===== INFORMATION PROVIDED
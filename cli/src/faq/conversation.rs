//! # Chat Session
//!
//! File: cli/src/faq/conversation.rs
//!
//! ## Overview
//!
//! `ChatSession` is the conversation state behind `eyeqa chat`: the message
//! list, the category of the last answered topic (used to pick follow-up
//! suggestions) and the `HistoryStore` the messages are persisted to after
//! every change.
//!
//! ## Flow for a typed message
//!
//! 1. Empty input is rejected with `EyeqaError::EmptyInput`; nothing is recorded.
//! 2. The user message is recorded.
//! 3. The detector runs; a category scoring at least 1.5 becomes the last
//!    category.
//! 4. If the message mentions the transplant topic, or the conversation held
//!    more than the greeting before it, the assistant answers. A clarification
//!    answer is reworded around the detected category when there is one.
//!    Otherwise the bot replies with an overview of what it can answer.
//! 5. The bot message is recorded and the history saved.
//!
//! Picking a suggestion skips the topic check and sets the last category to
//! the suggestion's own category.
//!
use super::assistant::Assistant;
use super::category::CategoryTag;
use super::history::{ChatMessage, HistoryStore};
use super::matcher::MatchResult;
use super::suggestions::{follow_ups, starter_questions, Suggestion};
use crate::core::error::{EyeqaError, Result};
use std::sync::Arc;
use tracing::{debug, info};

pub const GREETING: &str = "Hello! I am your Eye Transplant AI Assistant. I have been trained on comprehensive medical data about eye tissue transplantation. How can I help you today?";

pub const OVERVIEW: &str = "I'm an AI assistant specialized in eye tissue transplantation. I can answer questions about:

• The transplantation procedure and techniques
• Donor eligibility and the donation process
• Recipient requirements and selection
• Pre-surgery preparation and evaluation
• Post-surgery recovery and care
• Risks, complications, and success rates
• Vision improvement expectations
• Insurance coverage and costs
• Alternative treatments
• Lifestyle adjustments after surgery
• Emotional support for patients

How can I assist you with information about eye tissue transplantation?";

/// Words that mark a first message as being on topic.
const TOPIC_KEYWORDS: [&str; 9] = [
    "eye",
    "cornea",
    "transplant",
    "donation",
    "donor",
    "recipient",
    "surgery",
    "vision",
    "corneal",
];

/// Detector score needed before a category is remembered for follow-ups.
const FOLLOW_UP_MIN_SCORE: f64 = 1.5;

fn clarification(category: CategoryTag) -> String {
    format!(
        "I'm not sure I fully understand your question about {} aspects of eye transplantation. Could you provide more details or ask in a different way? I'm here to help with any specific information you need about eye tissue transplantation.",
        category
    )
}

fn is_on_topic(text: &str) -> bool {
    let lowered = text.to_lowercase();
    TOPIC_KEYWORDS.iter().any(|keyword| lowered.contains(keyword))
}

pub struct ChatSession<H: HistoryStore> {
    assistant: Arc<Assistant>,
    store: H,
    messages: Vec<ChatMessage>,
    last_category: Option<CategoryTag>,
}

impl<H: HistoryStore> ChatSession<H> {
    /// Opens a session, restoring saved messages or starting from the greeting.
    pub fn open(assistant: Arc<Assistant>, store: H) -> Result<Self> {
        let mut messages = store.load()?;
        if messages.is_empty() {
            messages.push(ChatMessage::bot(GREETING));
        } else {
            info!("Resuming conversation with {} messages", messages.len());
        }
        Ok(Self {
            assistant,
            store,
            messages,
            last_category: None,
        })
    }

    pub fn messages(&self) -> &[ChatMessage] {
        &self.messages
    }

    pub fn last_category(&self) -> Option<CategoryTag> {
        self.last_category
    }

    /// Handles a typed message and returns the bot's reply.
    pub fn send(&mut self, text: &str) -> Result<ChatMessage> {
        let question = text.trim();
        if question.is_empty() {
            return Err(EyeqaError::EmptyInput.into());
        }

        let had_conversation = self.messages.len() > 1;
        self.record(ChatMessage::user(text))?;

        let detected = self.assistant.detect_category(question);
        if let Some(category) = detected.category {
            if detected.score >= FOLLOW_UP_MIN_SCORE {
                self.last_category = Some(category);
            }
        }
        debug!(
            "Detected {:?} with score {}",
            detected.category, detected.score
        );

        let response = if had_conversation || is_on_topic(question) {
            let result = self
                .assistant
                .answer(question)
                .unwrap_or_else(|_| MatchResult::fallback());
            match (result.is_fallback(), detected.category) {
                (true, Some(category)) => clarification(category),
                _ => result.answer,
            }
        } else {
            debug!("First message is off topic, replying with overview");
            OVERVIEW.to_string()
        };

        let reply = ChatMessage::bot(response);
        self.record(reply.clone())?;
        Ok(reply)
    }

    /// Handles a picked suggestion and returns the bot's reply.
    pub fn ask_suggestion(&mut self, suggestion: &Suggestion) -> Result<ChatMessage> {
        self.record(ChatMessage::user(suggestion.text))?;
        let reply = ChatMessage::bot(self.assistant.reply(suggestion.text));
        self.last_category = Some(suggestion.category);
        self.record(reply.clone())?;
        Ok(reply)
    }

    /// Starts over from the greeting and clears the stored history.
    pub fn reset(&mut self) -> Result<()> {
        self.store.clear()?;
        self.messages = vec![ChatMessage::bot(GREETING)];
        self.last_category = None;
        info!("Conversation reset");
        Ok(())
    }

    /// Suggestions to show now: starters on a fresh conversation, follow-ups
    /// for the last category once something has been answered, else none.
    pub fn suggestions(&self) -> Vec<Suggestion> {
        if self.messages.len() <= 1 {
            return starter_questions().to_vec();
        }
        match self.last_category {
            Some(category) if self.messages.len() > 2 => follow_ups(category),
            _ => Vec::new(),
        }
    }

    fn record(&mut self, message: ChatMessage) -> Result<()> {
        self.messages.push(message);
        self.store.save(&self.messages)
    }
}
==========
- [EXERCISE AIM]: Above are the records; report each line in them that includes the word "lowered".

- [TASK RESPONSE]:
    let lowered = text.to_lowercase();
    TOPIC_KEYWORDS.iter().any(|keyword| lowered.contains(keyword))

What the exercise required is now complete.